◆ **INFORMATION SHOWN**:
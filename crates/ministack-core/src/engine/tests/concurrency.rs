use super::*;

use std::collections::HashSet;
use std::thread;

#[test]
fn concurrent_senders_get_unique_sequences() {
    let (engine, _clock, _dir) = test_setup();
    engine.create_queue("q").unwrap();
    let engine = Arc::new(engine);

    let handles: Vec<_> = (0..4)
        .map(|t| {
            let engine = Arc::clone(&engine);
            thread::spawn(move || {
                for i in 0..25 {
                    engine
                        .send("q", format!("{t}-{i}").into_bytes())
                        .unwrap();
                }
            })
        })
        .collect();
    for h in handles {
        h.join().unwrap();
    }

    let received = engine.receive("q", 1000, 0).unwrap();
    assert_eq!(received.len(), 100);
    let ids: HashSet<_> = received.iter().map(|m| m.id).collect();
    assert_eq!(ids.len(), 100);

    let mut sequences = HashSet::new();
    for m in &received {
        let key = engine.locate_message("q", &m.id).unwrap().unwrap();
        assert!(sequences.insert(key.sequence), "sequence reused");
    }
    assert_eq!(sequences, (1..=100).collect::<HashSet<u64>>());
}

#[test]
fn concurrent_receivers_never_share_a_hidden_message() {
    let (engine, _clock, _dir) = test_setup();
    engine.create_queue("q").unwrap();
    for i in 0..50 {
        send_str(&engine, "q", &i.to_string());
    }
    let engine = Arc::new(engine);

    let handles: Vec<_> = (0..5)
        .map(|_| {
            let engine = Arc::clone(&engine);
            thread::spawn(move || {
                let mut got = Vec::new();
                loop {
                    let batch = engine.receive("q", 3, 300).unwrap();
                    if batch.is_empty() {
                        break;
                    }
                    got.extend(batch.into_iter().map(|m| m.id));
                }
                got
            })
        })
        .collect();

    let mut all = Vec::new();
    for h in handles {
        all.extend(h.join().unwrap());
    }
    assert_eq!(all.len(), 50, "each message delivered exactly once");
    let unique: HashSet<_> = all.into_iter().collect();
    assert_eq!(unique.len(), 50);
}

#[test]
fn concurrent_create_of_same_queue_is_single_entry() {
    let (engine, _clock, _dir) = test_setup();
    let engine = Arc::new(engine);

    let handles: Vec<_> = (0..8)
        .map(|_| {
            let engine = Arc::clone(&engine);
            thread::spawn(move || engine.create_queue("shared").unwrap())
        })
        .collect();
    for h in handles {
        h.join().unwrap();
    }
    assert_eq!(engine.list_queues().unwrap().len(), 1);
}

◆ **WORK TASK**: Throughout the records above, find the lines in which the word "batch" appears and return them.

◆ **ANSWER SECTION**:
                    let batch = engine.receive("q", 3, 300).unwrap();
                    if batch.is_empty() {
                    got.extend(batch.into_iter().map(|m| m.id));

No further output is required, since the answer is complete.